With that, Assange’s long refuge inside the Ecuadorean embassy finally came to an end, the capstone of an international cat-and-mouse game involving stolen document dumps, promises of more to come, failed efforts to contain him and accusations of blackmail.
Even as Ecuador harboured Assange from international prosecution, he and WikiLeaks wielded the threat of releasing damaging information against the Ecuadorean government.
In October 2016, as WikiLeaks was releasing thousands of emails hacked from the Democratic National Committee and the personal account of John D. Podesta, the chairman of the Clinton campaign, Ecuador restricted Assange’s access to the Internet, citing his interference in a foreign election.
The US may have played a central role in the effort to corral Assange. On October 14, with the emails upending the campaign and the election just weeks away, a confidante of the Clintons and a top aide to secretary of state John Kerry showed up at a dinner party hosted by the Ecuadorean ambassador before a ball, lingering with him as other guests left, several attendees said.
Assange’s Internet was curtailed by the Ecuadorean Embassy the very next day.

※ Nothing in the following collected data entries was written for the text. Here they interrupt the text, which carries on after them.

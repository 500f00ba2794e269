// Copyright (c) Microsoft Corporation.
// Licensed under the MIT License.

use std::collections::VecDeque;
use std::num::NonZeroUsize;
use std::sync::Arc;

use crate::Event;

/// A bounded first-in, first-out sequence of [`Event`] values.
///
/// The log never holds more than its capacity. Appending to a full log evicts the oldest
/// event first, and the evicted event is handed back to the caller so that it can be reported
/// to listeners as a removal.
///
/// The log performs no synchronization of its own. [`ClockModel`][crate::ClockModel] keeps it
/// inside its exclusive section and hands out [`snapshot`][Self::snapshot] copies to readers.
///
/// # Examples
///
/// ```
/// use std::num::NonZeroUsize;
///
/// use clockwork::EventLog;
///
/// let mut log = EventLog::new(NonZeroUsize::new(3).unwrap());
/// for (ts, msg) in [(1, "a"), (2, "b"), (3, "c"), (4, "d")] {
///     log.append(ts, msg);
/// }
///
/// let messages: Vec<_> = log.snapshot().iter().map(|e| e.message().to_owned()).collect();
/// assert_eq!(messages, ["b", "c", "d"]);
/// ```
#[derive(Debug, Clone)]
pub struct EventLog {
    events: VecDeque<Event>,
    capacity: NonZeroUsize,
}

/// The outcome of [`EventLog::append`].
#[derive(Debug, Clone, PartialEq, Eq)]
pub struct Appended {
    /// The event that was created and stored.
    pub event: Event,
    /// The oldest event, if it had to make room for the new one.
    pub evicted: Option<Event>,
}

impl EventLog {
    /// Creates an empty log that retains at most `capacity` events.
    #[must_use]
    pub fn new(capacity: NonZeroUsize) -> Self {
        Self {
            events: VecDeque::with_capacity(capacity.get()),
            capacity,
        }
    }

    /// Stamps `message` with the caller-supplied timestamp and stores it.
    ///
    /// The timestamp comes from the caller rather than from the log so that it always reflects
    /// the time source that was active when the append happened.
    pub fn append(&mut self, timestamp_millis: i64, message: impl Into<String>) -> Appended {
        let evicted = if self.events.len() >= self.capacity.get() {
            self.events.pop_front()
        } else {
            None
        };

        if let Some(evicted) = &evicted {
            tracing::trace!(evicted = %evicted, "event log full, evicted oldest event");
        }

        let event = Event::new(timestamp_millis, message);
        self.events.push_back(event.clone());

        Appended { event, evicted }
    }

    /// Returns an immutable copy of the events, oldest first.
    #[must_use]
    pub fn snapshot(&self) -> Arc<[Event]> {
        self.events.iter().cloned().collect()
    }

    /// Removes every event and returns them, oldest first.
    pub fn clear(&mut self) -> Vec<Event> {
        self.events.drain(..).collect()
    }

    /// Returns the number of events currently retained.
    #[must_use]
    pub fn len(&self) -> usize {
        self.events.len()
    }

    /// Returns `true` if the log holds no events.
    #[must_use]
    pub fn is_empty(&self) -> bool {
        self.events.is_empty()
    }

    /// Returns the maximum number of events the log retains.
    #[must_use]
    pub fn capacity(&self) -> NonZeroUsize {
        self.capacity
    }
}

#[cfg_attr(coverage_nightly, coverage(off))]
#[cfg(test)]
mod tests {
    use super::*;

    fn log_with_capacity(capacity: usize) -> EventLog {
        EventLog::new(NonZeroUsize::new(capacity).unwrap())
    }

    fn messages(log: &EventLog) -> Vec<String> {
        log.snapshot().iter().map(|e| e.message().to_owned()).collect()
    }

    #[test]
    fn append_below_capacity_keeps_everything() {
        let mut log = log_with_capacity(3);

        let appended = log.append(10, "a");

        assert_eq!(appended.event, Event::new(10, "a"));
        assert_eq!(appended.evicted, None);
        assert_eq!(log.len(), 1);
    }

    #[test]
    fn append_beyond_capacity_evicts_oldest() {
        let mut log = log_with_capacity(3);
        log.append(1, "a");
        log.append(2, "b");
        log.append(3, "c");

        let appended = log.append(4, "d");

        assert_eq!(appended.evicted, Some(Event::new(1, "a")));
        assert_eq!(messages(&log), ["b", "c", "d"]);
    }

    #[test]
    fn length_never_exceeds_capacity() {
        for capacity in 1..=5 {
            for extra in 0..=4 {
                let mut log = log_with_capacity(capacity);
                let total = capacity + extra;

                for i in 0..total {
                    log.append(i64::try_from(i).unwrap(), i.to_string());
                }

                let expected: Vec<String> = (total - capacity..total).map(|i| i.to_string()).collect();
                assert_eq!(log.len(), capacity);
                assert_eq!(messages(&log), expected);
            }
        }
    }

    #[test]
    fn capacity_one_replaces_each_time() {
        let mut log = log_with_capacity(1);
        log.append(1, "first");

        let appended = log.append(2, "second");

        assert_eq!(appended.evicted.unwrap().message(), "first");
        assert_eq!(messages(&log), ["second"]);
    }

    #[test]
    fn clear_returns_removed_in_order() {
        let mut log = log_with_capacity(4);
        log.append(1, "a");
        log.append(2, "b");

        let removed = log.clear();

        assert_eq!(removed, [Event::new(1, "a"), Event::new(2, "b")]);
        assert!(log.is_empty());
    }

    #[test]
    fn snapshot_is_detached_from_log() {
        let mut log = log_with_capacity(2);
        log.append(1, "a");

        let snapshot = log.snapshot();
        log.append(2, "b");
        log.clear();

        assert_eq!(snapshot.len(), 1);
        assert_eq!(snapshot[0].message(), "a");
    }
}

But WikiLeaks quickly retaliated, issuing a cryptic message that a leak against Ecuador was on its way. The tactic seemed to work. Two months later, Assange said in an interview that his Internet had been restored. Assange has been hailed by many around the world as a champion of transparency and a casualty of his own success at revealing secrets.
In Britain, the leader of the Opposition Labour Party, Jeremy Corbyn, said this week that his country should oppose the extradition of Assange to the US — where he faces a charge of conspiring to hack a Pentagon computer network in 2010 — because the WikiLeaks founder was being pursued for “exposing evidence of atrocities in Iraq and Afghanistan”.
Diane Abbott, another Labour Party official, made the same assertion, arguing that Assange “is not being pursued to protect US national security; he’s being pursued because he has exposed wrongdoing by US administrations and their military forces”.
But Ecuadorean officials contend that the expulsion comes from a list of transgressions by Assange that soured their long relationship.